Speaking of paragraphs, here are some recommendations for your writing style, if I may: 1. use a browser spellchecker extension if it's not built-in, 2. use paragraphs and quotation marks instead of '........' 3. avoid writing 'lol' and informal language. I recommend reading Freenode's communication guidelines. They helped me a lot in being efficient at communicating online: http://freenode.net/channel_guidelines.shtml
It's nobel of you that you want artists to understand the terms! I think the main thing is that you link them to the license description page.
It has been a while since I asked artists for permission to re-distribute their work under a free license. And the requests that I found in my email archive have been rather specific about permission to use new versions of licenses and in other cases apparently the artists knew what GPL and CC-BY-SA 3.0 means.

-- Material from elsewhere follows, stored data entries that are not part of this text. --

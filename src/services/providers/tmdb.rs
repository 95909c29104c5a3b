/// TMDB (The Movie Database) provider
///
/// API flow:
/// 1. Search: `/search/multi` → mixed film/series/person hits
/// 2. Genres: `/genre/{movie|tv}/list` → `{id, name}` taxonomy per kind
///
/// Authentication is the v3 `api_key` query parameter.
use std::time::Duration;

use reqwest::Client as HttpClient;
use serde::{de::DeserializeOwned, Deserialize};
use tracing::instrument;

use crate::{
    config::Config,
    error::{AppError, AppResult},
    models::{
        search::TmdbSearchResponse, Genre, GenreKind, GenreListResponse, SearchResult,
        TmdbSearchItem,
    },
    services::providers::MetadataProvider,
};

/// Error body TMDB sends with non-2xx statuses
#[derive(Debug, Deserialize)]
struct TmdbErrorResponse {
    #[serde(default)]
    status_code: i64,
    #[serde(default)]
    status_message: String,
}

#[derive(Clone)]
pub struct TmdbProvider {
    http_client: HttpClient,
    api_key: Option<String>,
    api_url: String,
    image_base_url: String,
    language: String,
}

impl TmdbProvider {
    pub fn new(
        http_client: HttpClient,
        api_key: Option<String>,
        api_url: String,
        image_base_url: String,
        language: String,
    ) -> Self {
        Self {
            http_client,
            api_key,
            api_url: api_url.trim_end_matches('/').to_string(),
            image_base_url,
            language,
        }
    }

    /// Builds a provider with a timeout-bounded HTTP client
    pub fn from_config(config: &Config) -> AppResult<Self> {
        let http_client = build_http_client(config.http_timeout())?;

        if config.tmdb_api_key.is_none() {
            tracing::warn!("TMDB_API_KEY is not set; search and genre lookups will fail");
        }

        Ok(Self::new(
            http_client,
            config.tmdb_api_key.clone(),
            config.tmdb_api_url.clone(),
            config.tmdb_image_base_url.clone(),
            config.tmdb_language.clone(),
        ))
    }

    /// Sends an authenticated GET and decodes the JSON body
    async fn get_json<T: DeserializeOwned>(
        &self,
        path: &str,
        params: &[(&str, &str)],
    ) -> AppResult<T> {
        let api_key = self.api_key.as_deref().ok_or(AppError::MissingCredential)?;

        let url = format!("{}{}", self.api_url, path);
        let response = self
            .http_client
            .get(&url)
            .query(&[("api_key", api_key), ("language", self.language.as_str())])
            .query(params)
            .send()
            .await
            .map_err(|e| {
                tracing::error!(path = %path, error = %e, "TMDB request failed");
                AppError::ProviderUnavailable(format!("request to {} failed: {}", path, e))
            })?;

        let status = response.status();
        if !status.is_success() {
            let body = response.text().await.unwrap_or_default();
            tracing::error!(
                path = %path,
                status = %status,
                body = %body,
                "TMDB API request failed"
            );
            let message = match serde_json::from_str::<TmdbErrorResponse>(&body) {
                Ok(err) if !err.status_message.is_empty() => format!(
                    "TMDB returned status {} (code {}): {}",
                    status, err.status_code, err.status_message
                ),
                _ => format!("TMDB returned status {}", status),
            };
            return Err(AppError::ProviderUnavailable(message));
        }

        let body = response.text().await.map_err(|e| {
            AppError::ProviderUnavailable(format!("failed to read body of {}: {}", path, e))
        })?;

        serde_json::from_str(&body)
            .map_err(|e| AppError::MalformedResponse(format!("{}: {}", path, e)))
    }
}

/// Shared reqwest client with a request timeout
pub fn build_http_client(timeout: Duration) -> AppResult<HttpClient> {
    HttpClient::builder()
        .timeout(timeout)
        .user_agent(concat!(env!("CARGO_PKG_NAME"), "/", env!("CARGO_PKG_VERSION")))
        .build()
        .map_err(AppError::from)
}

#[async_trait::async_trait]
impl MetadataProvider for TmdbProvider {
    #[instrument(skip(self))]
    async fn search(&self, query: &str) -> AppResult<Vec<SearchResult>> {
        let query = query.trim();
        if query.is_empty() {
            return Err(AppError::InvalidInput(
                "Search query cannot be empty".to_string(),
            ));
        }

        let response: TmdbSearchResponse = self
            .get_json(
                "/search/multi",
                &[("query", query), ("include_adult", "false"), ("page", "1")],
            )
            .await?;

        let total = response.results.len();
        let results: Vec<SearchResult> = response
            .results
            .into_iter()
            .filter_map(|raw| match serde_json::from_value::<TmdbSearchItem>(raw) {
                Ok(item) => Some(SearchResult::from_item(item, &self.image_base_url)),
                Err(e) => {
                    tracing::debug!(error = %e, "Skipping malformed search item");
                    None
                }
            })
            .collect();

        tracing::info!(
            query = %query,
            results = results.len(),
            skipped = total - results.len(),
            provider = self.name(),
            "Title search completed"
        );

        Ok(results)
    }

    #[instrument(skip(self))]
    async fn list_genres(&self, kind: GenreKind) -> AppResult<Vec<Genre>> {
        let path = format!("/genre/{}/list", kind.path_segment());
        let response: GenreListResponse = self.get_json(&path, &[]).await?;

        let genres: Vec<Genre> = response
            .genres
            .into_iter()
            .filter_map(|raw| serde_json::from_value::<Genre>(raw).ok())
            .collect();

        tracing::debug!(kind = %kind, genres = genres.len(), "Genre list fetched");

        Ok(genres)
    }

    fn name(&self) -> &'static str {
        "tmdb"
    }
}

#[cfg(test)]
mod tests {
    use super::*;
    use wiremock::matchers::{method, path, query_param};
    use wiremock::{Mock, MockServer, ResponseTemplate};

    fn create_test_provider(api_url: String, api_key: Option<&str>) -> TmdbProvider {
        TmdbProvider::new(
            reqwest::Client::new(),
            api_key.map(str::to_string),
            api_url,
            "https://image.tmdb.org/t/p/w500".to_string(),
            "ko-KR".to_string(),
        )
    }

    #[tokio::test]
    async fn test_search_sends_expected_query() {
        let server = MockServer::start().await;
        let body = serde_json::json!({
            "page": 1,
            "results": [
                {"id": 27205, "title": "Inception", "release_date": "2010-07-15",
                 "poster_path": "/inception.jpg", "genre_ids": [28, 878], "media_type": "movie"},
                {"id": 70523, "name": "Dark", "first_air_date": "2017-12-01", "media_type": "tv"}
            ]
        });

        Mock::given(method("GET"))
            .and(path("/search/multi"))
            .and(query_param("api_key", "test_key"))
            .and(query_param("language", "ko-KR"))
            .and(query_param("query", "inception"))
            .and(query_param("include_adult", "false"))
            .and(query_param("page", "1"))
            .respond_with(ResponseTemplate::new(200).set_body_json(body))
            .expect(1)
            .mount(&server)
            .await;

        let provider = create_test_provider(server.uri(), Some("test_key"));
        let results = provider.search("  inception ").await.unwrap();

        assert_eq!(results.len(), 2);
        assert_eq!(results[0].tmdb_id, "27205");
        assert_eq!(results[0].poster_url, "https://image.tmdb.org/t/p/w500/inception.jpg");
        assert_eq!(results[1].title, "Dark");
    }

    #[tokio::test]
    async fn test_search_skips_malformed_items() {
        let server = MockServer::start().await;
        let body = serde_json::json!({
            "results": [
                {"title": "missing id"},
                {"id": "not-a-number", "title": "bad id"},
                {"id": 603, "title": "The Matrix", "media_type": "movie"}
            ]
        });

        Mock::given(method("GET"))
            .and(path("/search/multi"))
            .respond_with(ResponseTemplate::new(200).set_body_json(body))
            .mount(&server)
            .await;

        let provider = create_test_provider(server.uri(), Some("test_key"));
        let results = provider.search("matrix").await.unwrap();

        assert_eq!(results.len(), 1);
        assert_eq!(results[0].title, "The Matrix");
    }

    #[tokio::test]
    async fn test_search_without_key_fails_fast() {
        let server = MockServer::start().await;
        Mock::given(method("GET"))
            .respond_with(ResponseTemplate::new(200))
            .expect(0)
            .mount(&server)
            .await;

        let provider = create_test_provider(server.uri(), None);
        let result = provider.search("matrix").await;

        assert!(matches!(result, Err(AppError::MissingCredential)));
    }

    #[tokio::test]
    async fn test_search_empty_query_is_invalid() {
        let provider = create_test_provider("http://test.local".to_string(), Some("k"));
        let result = provider.search("   ").await;
        assert!(matches!(result, Err(AppError::InvalidInput(_))));
    }

    #[tokio::test]
    async fn test_error_status_carries_provider_message() {
        let server = MockServer::start().await;
        let body = serde_json::json!({
            "status_code": 7,
            "status_message": "Invalid API key: You must be granted a valid key.",
            "success": false
        });

        Mock::given(method("GET"))
            .respond_with(ResponseTemplate::new(401).set_body_json(body))
            .mount(&server)
            .await;

        let provider = create_test_provider(server.uri(), Some("bad_key"));
        let err = provider.search("matrix").await.unwrap_err();

        match err {
            AppError::ProviderUnavailable(msg) => {
                assert!(msg.contains("401"));
                assert!(msg.contains("Invalid API key"));
            }
            other => panic!("unexpected error: {other:?}"),
        }
    }

    #[tokio::test]
    async fn test_non_json_body_is_malformed() {
        let server = MockServer::start().await;
        Mock::given(method("GET"))
            .respond_with(ResponseTemplate::new(200).set_body_string("<html>oops</html>"))
            .mount(&server)
            .await;

        let provider = create_test_provider(server.uri(), Some("test_key"));
        let result = provider.list_genres(GenreKind::Film).await;

        assert!(matches!(result, Err(AppError::MalformedResponse(_))));
    }

    #[tokio::test]
    async fn test_list_genres_per_kind() {
        let server = MockServer::start().await;

        Mock::given(method("GET"))
            .and(path("/genre/movie/list"))
            .respond_with(ResponseTemplate::new(200).set_body_json(serde_json::json!({
                "genres": [{"id": 18, "name": "드라마"}, {"id": 35, "name": "코미디"}]
            })))
            .expect(1)
            .mount(&server)
            .await;

        Mock::given(method("GET"))
            .and(path("/genre/tv/list"))
            .respond_with(ResponseTemplate::new(200).set_body_json(serde_json::json!({
                "genres": [{"id": 10765, "name": "Sci-Fi & Fantasy"}]
            })))
            .expect(1)
            .mount(&server)
            .await;

        let provider = create_test_provider(server.uri(), Some("test_key"));

        let film = provider.list_genres(GenreKind::Film).await.unwrap();
        let series = provider.list_genres(GenreKind::Series).await.unwrap();

        assert_eq!(film.len(), 2);
        assert_eq!(film[0].id, Some(18));
        assert_eq!(film[0].name.as_deref(), Some("드라마"));
        assert_eq!(series.len(), 1);
        assert_eq!(series[0].id, Some(10765));
    }

    #[tokio::test]
    async fn test_list_genres_keeps_partial_records() {
        let server = MockServer::start().await;
        Mock::given(method("GET"))
            .and(path("/genre/movie/list"))
            .respond_with(ResponseTemplate::new(200).set_body_json(serde_json::json!({
                "genres": [{"id": 18}, {"name": "No id"}, {"id": "x", "name": "Bad"}, {"id": 35, "name": "Comedy"}]
            })))
            .mount(&server)
            .await;

        let provider = create_test_provider(server.uri(), Some("test_key"));
        let genres = provider.list_genres(GenreKind::Film).await.unwrap();

        // Wrong-typed records are dropped here; missing fields are left to the caller
        assert_eq!(genres.len(), 3);
        assert_eq!(genres[2].name.as_deref(), Some("Comedy"));
    }

    #[tokio::test]
    async fn test_unreachable_provider_is_unavailable() {
        let provider = create_test_provider("http://127.0.0.1:9".to_string(), Some("k"));
        let result = provider.list_genres(GenreKind::Series).await;
        assert!(matches!(result, Err(AppError::ProviderUnavailable(_))));
    }
}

Here is a template email I just wrote for this thread:
It might also be a good idea to include a link to similar art, showing 1. "other cool artists do it too!" and 2. removing uncertainty, because they might never seen a free production sharing website before. A useful text to add to that could be "Here is an example of similar art assets being shared on OpenGameArt: [url] ."
I also recommend to use full URLs and leave spaces between urls and brackets and full stops, as they sometimes get interpeted to be part of the URL. Especially in email.
Hope this helps and that you will have great success at introducing free licenses to game artists! :)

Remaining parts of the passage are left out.